1. Fear of not living up to expectations.
This affects published writers - will my next book be as good? - and the unpublished - I've talked about my book for so long, it'll never be as good as everyone expects. I think you have to ask yourself what the alternative is to not writing a book. What would happen if you walked away from it? Sometimes looking at the alternative makes you less afraid of failure, whether it's because actually, the alternative isn't so bad or because you realise that all you really really want to do is write.
2. Fear of the internal editor
A lot of us have an internal editor who sits on our shoulder and tells us what we're doing is worthless rubbish. Sometimes the voice of the internal editor may be that of a former teacher or a parent. Try to visualise your internal editor. Then tell them to go away. Explain that you're busy writing and part of the process of writing is to write rubbish because we can edit it later. Writers often call the first draft the dirty draft. Accepting that your first (second, third...) draft is going to be rubbish is part of the writing process.
3. Fear of Rejection
This is a pretty obvious one. No one likes getting rejected. No one looks for it. And sometimes it hurts so much that we'd rather not expose ourselves to the risk that we might get rejected. So we don't write. That means our dreams of being a writer are safe. But...if we don't write, we're not writers.
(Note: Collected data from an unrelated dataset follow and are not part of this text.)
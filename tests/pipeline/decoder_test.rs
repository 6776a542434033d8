//! Tests for `src/decoder.rs`.

use radarwatch::decoder::{decode_line, DecodeError, LineEvent, SensorFrame};

fn frame(angle: i32, distance: i32, motion1: bool, motion2: bool) -> LineEvent {
    LineEvent::Frame(SensorFrame {
        angle,
        distance,
        motion1,
        motion2,
    })
}

// ---------------------------------------------------------------------------
// Well-formed frames
// ---------------------------------------------------------------------------

#[test]
fn decodes_well_formed_frames_exactly() {
    let cases = [
        ("0,50,0,0.", frame(0, 50, false, false)),
        ("90,100,1,0.", frame(90, 100, true, false)),
        ("179,12,0,1.", frame(179, 12, false, true)),
        ("45,400,1,1.", frame(45, 400, true, true)),
    ];
    for (line, expected) in cases {
        assert_eq!(decode_line(line), Ok(expected), "line {line:?}");
    }
}

#[test]
fn values_pass_through_without_range_checks() {
    assert_eq!(decode_line("720,-3,0,0."), Ok(frame(720, -3, false, false)));
}

#[test]
fn nonzero_motion_values_count_as_motion() {
    assert_eq!(decode_line("10,60,2,0."), Ok(frame(10, 60, true, false)));
}

#[test]
fn surrounding_whitespace_is_ignored() {
    assert_eq!(decode_line("  30,70,0,0.\r\n"), Ok(frame(30, 70, false, false)));
    assert_eq!(decode_line("30, 70 ,0,0."), Ok(frame(30, 70, false, false)));
}

// ---------------------------------------------------------------------------
// Non-frames
// ---------------------------------------------------------------------------

#[test]
fn blank_lines_are_empty_not_errors() {
    assert_eq!(decode_line(""), Ok(LineEvent::Empty));
    assert_eq!(decode_line("   \r\n"), Ok(LineEvent::Empty));
}

#[test]
fn missing_terminator_is_rejected() {
    assert_eq!(decode_line("10,20,0,0"), Err(DecodeError::NotAFrame));
}

#[test]
fn missing_separator_is_rejected() {
    assert_eq!(decode_line("hello."), Err(DecodeError::NotAFrame));
}

#[test]
fn wrong_field_count_is_rejected() {
    assert_eq!(
        decode_line("10,20,0."),
        Err(DecodeError::FieldCount { found: 3 })
    );
    assert_eq!(
        decode_line("10,20,0,0,1."),
        Err(DecodeError::FieldCount { found: 5 })
    );
}

#[test]
fn non_integer_field_is_rejected_with_position() {
    assert_eq!(
        decode_line("10,far,0,0."),
        Err(DecodeError::InvalidField {
            index: 1,
            value: "far".to_owned()
        })
    );
    assert_eq!(
        decode_line("10,20,0,1.5."),
        Err(DecodeError::InvalidField {
            index: 3,
            value: "1.5".to_owned()
        })
    );
}

#[test]
fn float_field_is_not_an_integer() {
    assert!(matches!(
        decode_line("10.5,20,0,0."),
        Err(DecodeError::InvalidField { index: 0, .. })
    ));
}

#[test]
fn danger_banner_is_classified_separately() {
    assert_eq!(
        decode_line("DANGER! Object too close"),
        Ok(LineEvent::DangerText("DANGER! Object too close".to_owned()))
    );
}

#[test]
fn malformed_frame_with_danger_keyword_is_danger_text() {
    assert_eq!(
        decode_line("DANGER!,12."),
        Ok(LineEvent::DangerText("DANGER!,12.".to_owned()))
    );
}

#[test]
fn decoding_never_panics_on_garbage() {
    let inputs = [
        ",",
        ".",
        ",.",
        ",,,.",
        "\u{fffd}\u{fffd},.",
        "99999999999999999999,1,0,0.",
        "-,-,-,-.",
        "\0\0\0",
    ];
    for input in inputs {
        let result = decode_line(input);
        assert!(
            !matches!(result, Ok(LineEvent::Frame(_))),
            "garbage decoded as frame: {input:?}"
        );
    }
}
Edison said in an interview: "after we had conducted thousands of experiments on a certain project without solving the problem, one of my associates, after we had conducted the crowning experiment and it had proved a failure, expressed discouragement and disgust over our having failed to find out anything. I cheerily assured him that we had learned something. For we had learned for a certainty that the thing couldn't be done that way, and that we could have to try some other way."
Think of writing as statistics. There are X number of publishers out there. At least one of them will publish you, but it may not be obvious which one. So you have to send out to lots of them before you get the right one - but, each time you get rejected, you're closer to finding the right one for you.
4. Fear of Success
A friend of mine confessed that she doesn't send her work out because she feels she couldn't cope if it was accepted - they'd demand another book for starters. So you're back to the fear of demands being made of you, and the fear of expectations. In fact, you don't have to write another book, you may well be offered a one book deal. But the one thing you can guarantee is that if you don't write it and send it out, you'll be offered nothing at all.
5. Wrong time, wrong place
I made lots of attempts at writing a novel and short stories in my 20s. None of them worked. In hindsight, I don't think I had anything that I really wanted to say. Later, when I started writing again some fifteen years later, the words flowed. This time I had things to say and was prepared to learn how to say them.
I've had times since when I've been completely unproductive as a writer. They're always associated with other things going on in my life such as the time I took on a job I loathed or my father's sudden illness and death. There's nothing you can do about this except trust that time will bring back the desire to write. Be kind to yourself.
2 comments:
My big problem is procrastination, probably caused by most of the things you've outlined above.
I"m a big procrastinator too. It's scary stuff, fear.